■ **MATERIALS PROVIDED**:

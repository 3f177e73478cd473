use anyhow::Context;
use tracing_subscriber::{layer::SubscriberExt, util::SubscriberInitExt};

use clientele_app::auth::session::SessionStore;
use clientele_app::config::Config;
use clientele_app::ops;

#[tokio::main]
async fn main() -> anyhow::Result<()> {
    dotenvy::dotenv().ok();

    // --- Tracing ---
    tracing_subscriber::registry()
        .with(
            tracing_subscriber::EnvFilter::try_from_default_env()
                .unwrap_or_else(|_| "clientele=info".into()),
        )
        .with(tracing_subscriber::fmt::layer())
        .init();

    // --- Configuration ---
    let config = Config::from_env();
    tracing::info!(environment = %config.environment, "Loaded configuration");
    if let Some(dsn) = &config.observability_dsn {
        tracing::info!(%dsn, "Observability sink configured");
    }

    // --- Database ---
    let pool = clientele_db::create_pool(&config.database_url)
        .await
        .context("Failed to connect to database")?;
    tracing::info!("Database connection pool created");

    clientele_db::health_check(&pool).await.context("Database health check failed")?;
    tracing::info!("Database health check passed");

    clientele_db::run_migrations(&pool)
        .await
        .context("Failed to run database migrations")?;
    tracing::info!("Database migrations applied");

    // --- Bootstrap ---
    if let Some(admin) = ops::users::ensure_bootstrap_admin(&pool)
        .await
        .context("Failed to seed the bootstrap admin")?
    {
        tracing::info!(username = %admin.username, "Bootstrap admin account seeded");
    }

    // --- Session store ---
    let session_path =
        config.session_file.clone().unwrap_or_else(SessionStore::default_path);
    let store = SessionStore::new(session_path);
    match store.current() {
        Some(session) => {
            tracing::info!(username = %session.username, role = %session.role, "Live session found")
        }
        None => tracing::info!("No live session"),
    }

    tracing::info!("Ready");
    Ok(())
}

■ **EXERCISE BRIEF**: Repeat the material exactly. Begin with its first line and end with the line that has "let config = Config::from_env();".

■ **YOUR SOLUTION**:
repository 3f177e73478cd473
use anyhow::Context;
use tracing_subscriber::{layer::SubscriberExt, util::SubscriberInitExt};

use clientele_app::auth::session::SessionStore;
use clientele_app::config::Config;
use clientele_app::ops;

#[tokio::main]
async fn main() -> anyhow::Result<()> {
    dotenvy::dotenv().ok();

    // --- Tracing ---
    tracing_subscriber::registry()
        .with(
            tracing_subscriber::EnvFilter::try_from_default_env()
                .unwrap_or_else(|_| "clientele=info".into()),
        )
        .with(tracing_subscriber::fmt::layer())
        .init();

    // --- Configuration ---
    let config = Config::from_env();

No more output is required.